Teresa Hubbard, Alexander Birchler, Flora, 2017. Photo by Ugo Carmeni.

Frieze’s Conversations on Patronage Series: "Expanding the Canon"
Frieze Los Angeles, 15 February, 12:00 PM
Taking as a starting point the research published by In Other Words and artnet News, which examined the representation of African American artists in US museums and the international market, Art Agency, Partners' Charlotte Burns will moderate a conversation with major Californian institutional leaders about the ways in which they are working to broaden the canon, and think specifically about local communities. Participants include Michael Govan (LACMA), Naima Keith (California African American Museum) and Andrew Perchuk (Getty Research Institute).

Artist Mickalene Thomas photographed in New York City, May 2016. Photo: Mireya Acierto/Getty Images.

Allen Ruppersberg: Intellectual Property 1968–2018
Hammer Museum, 10 February–12 May
A major figure of West Coast Conceptualism, Allen Ruppersberg has been a fixture of the Los Angeles art scene since the late 1960s. While his art remains both materially and thematically unpredictable, the artist’s personality – smart, humorous, and wildly irreverent – has remained consistently at its centre.

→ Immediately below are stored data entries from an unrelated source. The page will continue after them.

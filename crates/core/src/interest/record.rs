use std::collections::{BTreeMap, BTreeSet};

use crate::id::{ClientId, NetworkId};
use crate::net::UpdateKind;
use crate::schema::{ComponentKind, kinds_in_mask};
use crate::store::StateStore;
use crate::tick::{Tick, tick_greater_than, ticks_since};

use super::aoi::Aabb;

/// Per (client, entity, component) bookkeeping.
#[derive(Debug, Clone, Copy, PartialEq, Eq, Default)]
pub struct InterestRecord {
    /// Ticks since this component last went out to the client.
    pub age: u32,
    pub relevant: bool,
    pub last_sent: Option<Tick>,
    /// Tick of the newest acknowledged update that carried this component.
    pub delivered: Option<Tick>,
}

#[derive(Debug, Clone, Default)]
pub struct EntityInterest {
    components: BTreeMap<ComponentKind, InterestRecord>,
    in_aoi: bool,
    /// Required components still unacknowledged since the entity entered the AOI.
    forced_mask: u32,
    /// The client has been sent this entity and not yet told it left.
    known: bool,
}

impl EntityInterest {
    /// Age of the oldest relevant component; `None` outside the AOI or when
    /// nothing is relevant.
    pub fn priority(&self) -> Option<u32> {
        if !self.in_aoi {
            return None;
        }
        self.components
            .values()
            .filter(|r| r.relevant)
            .map(|r| r.age)
            .max()
    }

    pub fn relevant_mask(&self) -> u32 {
        self.components
            .iter()
            .filter(|(_, r)| r.relevant)
            .fold(0, |mask, (kind, _)| mask | kind.bit())
    }

    pub fn in_aoi(&self) -> bool {
        self.in_aoi
    }

    pub fn forced_mask(&self) -> u32 {
        self.forced_mask
    }

    pub fn record(&self, kind: ComponentKind) -> Option<&InterestRecord> {
        self.components.get(&kind)
    }

    fn mark_all_relevant(&mut self) {
        for record in self.components.values_mut() {
            record.relevant = true;
        }
    }
}

#[derive(Debug, Clone, Copy, PartialEq, Eq)]
pub struct SentEntry {
    pub id: NetworkId,
    pub kind: ComponentKind,
    pub age_at_send: u32,
    /// Tick the client was known to hold this component at, when sent.
    pub reference: Option<Tick>,
}

/// What one outbound update carried, kept until its fate is known.
#[derive(Debug, Clone)]
pub struct SentUpdate {
    pub update_seq: u32,
    pub tick: Tick,
    pub kind: UpdateKind,
    pub base_tick: Option<Tick>,
    pub entries: Vec<SentEntry>,
    pub removed: Vec<NetworkId>,
    pub forced: Vec<(NetworkId, u32)>,
}

/// Everything the interest manager tracks for one client.
#[derive(Debug, Clone)]
pub struct ClientInterest {
    client: ClientId,
    volume: Option<Aabb>,
    entities: BTreeMap<NetworkId, EntityInterest>,
    in_flight: BTreeMap<u32, SentUpdate>,
    pending_removals: BTreeSet<NetworkId>,
    acked_tick: Option<Tick>,
    ever_acked: bool,
    last_heard: Tick,
    needs_full: bool,
    next_update_seq: u32,
}

impl ClientInterest {
    pub fn new(client: ClientId, volume: Option<Aabb>, now: Tick) -> Self {
        Self {
            client,
            volume,
            entities: BTreeMap::new(),
            in_flight: BTreeMap::new(),
            pending_removals: BTreeSet::new(),
            acked_tick: None,
            ever_acked: false,
            last_heard: now,
            needs_full: true,
            next_update_seq: 1,
        }
    }

    pub fn client(&self) -> ClientId {
        self.client
    }

    pub fn volume(&self) -> Option<Aabb> {
        self.volume
    }

    pub fn set_volume(&mut self, volume: Option<Aabb>) {
        self.volume = volume;
    }

    pub fn acked_tick(&self) -> Option<Tick> {
        self.acked_tick
    }

    pub fn in_flight(&self) -> usize {
        self.in_flight.len()
    }

    pub fn entity(&self, id: NetworkId) -> Option<&EntityInterest> {
        self.entities.get(&id)
    }

    pub fn priority(&self, id: NetworkId) -> Option<u32> {
        self.entities.get(&id)?.priority()
    }

    pub fn record(&self, id: NetworkId, kind: ComponentKind) -> Option<&InterestRecord> {
        self.entities.get(&id)?.record(kind)
    }

    pub fn pending_removals(&self) -> impl Iterator<Item = NetworkId> + '_ {
        self.pending_removals.iter().copied()
    }

    pub fn request_full(&mut self) {
        self.needs_full = true;
    }

    pub fn needs_full(&self) -> bool {
        self.needs_full
    }

    /// Ages every record by one tick; runs first in each pass.
    pub fn advance_ages(&mut self) {
        for entity in self.entities.values_mut() {
            for record in entity.components.values_mut() {
                record.age = record.age.saturating_add(1);
            }
        }
    }

    /// Marks a changed component relevant. Entities outside the AOI keep no
    /// component records; they are marked wholesale when they enter.
    pub fn mark_changed(&mut self, id: NetworkId, kind: ComponentKind) {
        if let Some(entity) = self.entities.get_mut(&id)
            && entity.in_aoi
        {
            entity.components.entry(kind).or_default().relevant = true;
        }
    }

    /// Drops relevance of components that no longer exist on the entity.
    pub fn clear_relevance(&mut self, id: NetworkId, mask: u32) {
        if let Some(entity) = self.entities.get_mut(&id) {
            for kind in kinds_in_mask(mask) {
                if let Some(record) = entity.components.get_mut(&kind) {
                    record.relevant = false;
                }
            }
            entity.forced_mask &= !mask;
        }
    }

    pub fn ever_acked(&self) -> bool {
        self.ever_acked
    }

    /// Updates AOI membership. An entering entity gets every visible
    /// component marked relevant and its required ones forced; a leaving
    /// one is queued for removal on the client.
    pub fn set_in_aoi(&mut self, id: NetworkId, in_aoi: bool, visible_mask: u32, required_mask: u32) {
        let entity = self.entities.entry(id).or_default();
        match (entity.in_aoi, in_aoi) {
            (false, true) => {
                entity.in_aoi = true;
                for kind in kinds_in_mask(visible_mask) {
                    entity.components.entry(kind).or_default().relevant = true;
                }
                entity.forced_mask = required_mask & visible_mask;
                self.pending_removals.remove(&id);
            }
            (true, false) => {
                entity.in_aoi = false;
                entity.forced_mask = 0;
                entity.components.clear();
                if std::mem::take(&mut entity.known) {
                    self.pending_removals.insert(id);
                }
            }
            _ => {}
        }
    }

    /// The entity no longer exists on the server.
    pub fn forget(&mut self, id: NetworkId) {
        if let Some(entity) = self.entities.remove(&id)
            && entity.known
        {
            self.pending_removals.insert(id);
        }
    }

    /// Marks the entity's whole component set relevant, e.g. after losing
    /// track of what the client holds.
    pub fn mark_entity_relevant(&mut self, id: NetworkId) {
        if let Some(entity) = self.entities.get_mut(&id) {
            entity.mark_all_relevant();
        }
    }

    pub fn mark_everything_relevant(&mut self) {
        for entity in self.entities.values_mut() {
            entity.mark_all_relevant();
        }
    }

    /// Resets age and relevance of the components just written.
    pub fn mark_sent(&mut self, id: NetworkId, mask: u32, tick: Tick) -> Vec<SentEntry> {
        let entity = self.entities.entry(id).or_default();
        entity.known = true;
        kinds_in_mask(mask)
            .map(|kind| {
                let record = entity.components.entry(kind).or_default();
                let entry = SentEntry {
                    id,
                    kind,
                    age_at_send: record.age,
                    reference: record.delivered,
                };
                record.age = 0;
                record.relevant = false;
                record.last_sent = Some(tick);
                entry
            })
            .collect()
    }

    pub(crate) fn take_removals(&mut self, count: usize) -> Vec<NetworkId> {
        let taken: Vec<NetworkId> = self.pending_removals.iter().take(count).copied().collect();
        for id in &taken {
            self.pending_removals.remove(id);
        }
        taken
    }

    pub(crate) fn next_update_seq(&mut self) -> u32 {
        let seq = self.next_update_seq;
        self.next_update_seq = self.next_update_seq.wrapping_add(1);
        seq
    }

    pub(crate) fn begin_full(&mut self) {
        self.needs_full = false;
    }

    pub(crate) fn drop_base(&mut self) {
        self.acked_tick = None;
    }

    pub(crate) fn record_sent(&mut self, update: SentUpdate) {
        self.in_flight.insert(update.update_seq, update);
    }

    pub(crate) fn entities(&self) -> impl Iterator<Item = (&NetworkId, &EntityInterest)> {
        self.entities.iter()
    }

    /// Ticks since the client last acknowledged anything.
    pub fn silence(&self, now: Tick) -> u32 {
        ticks_since(self.last_heard, now)
    }

    /// Forgets unresolved updates after a stall and restarts the silence timer.
    pub(crate) fn reset_after_stall(&mut self, now: Tick) {
        let stale = std::mem::take(&mut self.in_flight);
        for update in stale.into_values() {
            self.pending_removals.extend(update.removed);
        }
        self.mark_everything_relevant();
        self.needs_full = true;
        self.last_heard = now;
    }

    pub fn on_acked(&mut self, update_seq: u32, now: Tick) {
        let Some(update) = self.in_flight.remove(&update_seq) else {
            return;
        };
        self.last_heard = now;
        self.ever_acked = true;
        if self.acked_tick.is_none_or(|acked| tick_greater_than(update.tick, acked)) {
            self.acked_tick = Some(update.tick);
        }

        for entry in &update.entries {
            if let Some(record) = self
                .entities
                .get_mut(&entry.id)
                .and_then(|e| e.components.get_mut(&entry.kind))
                && record.delivered.is_none_or(|d| tick_greater_than(update.tick, d))
            {
                record.delivered = Some(update.tick);
            }
        }
        for (id, mask) in &update.forced {
            if let Some(entity) = self.entities.get_mut(id) {
                entity.forced_mask &= !mask;
            }
        }
    }

    /// Restores ages and relevance of whatever a lost update carried.
    pub fn on_lost(&mut self, update_seq: u32, now: Tick, store: &StateStore) {
        let Some(update) = self.in_flight.remove(&update_seq) else {
            return;
        };
        let elapsed = ticks_since(update.tick, now);
        let mut whole_entities = BTreeSet::new();

        for entry in &update.entries {
            let Some(entity) = self.entities.get_mut(&entry.id) else {
                continue;
            };
            let Some(record) = entity.components.get_mut(&entry.kind) else {
                continue;
            };
            if record.last_sent.is_some_and(|t| tick_greater_than(t, update.tick)) {
                continue;
            }

            record.age = record.age.max(entry.age_at_send.saturating_add(elapsed));
            match entry.reference {
                Some(reference) => match store.component_changed_since(reference, entry.id, entry.kind) {
                    Ok(changed) => record.relevant |= changed,
                    Err(_) => {
                        whole_entities.insert(entry.id);
                    }
                },
                None => record.relevant = true,
            }
        }
        for id in whole_entities {
            self.mark_entity_relevant(id);
        }

        for id in update.removed {
            if self.entities.get(&id).is_none_or(|e| !e.in_aoi) {
                self.pending_removals.insert(id);
            }
        }
        if update.kind.is_full() && !self.ever_acked {
            self.needs_full = true;
        }
    }
}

Allen Ruppersberg, The Singing Posters: Allen Ginsberg’s Howl by Allen Ruppersberg (Parts I-III), 2003/2005 (detail). Courtesy the artist and Greene Naftali, New York.

Fred Eversley: Chromospheres
David Kordansky Gallery, 12 January–2 March
Fred Eversley started his career as an aerospace engineer who worked with NASA in the 1960s. His unusual training gave him the expertise to create highly polished translucent resin sculptures, works that were aligned with the West Coast school of Finish Fetish. Eversley recently signed with David Kordansky Gallery, and Chromospheres is his first show there.

Sterling Ruby
Sprüth Magers Los Angeles, 13 February–23 March
Sculptor Sterling Ruby has not had a solo show in his hometown for a decade, since the Museum of Contemporary Art exhibition that propelled him to superstardom. Details of his Sprüth Magers show were still being finalised at the time of going to print, but it will likely be the talk of Frieze week.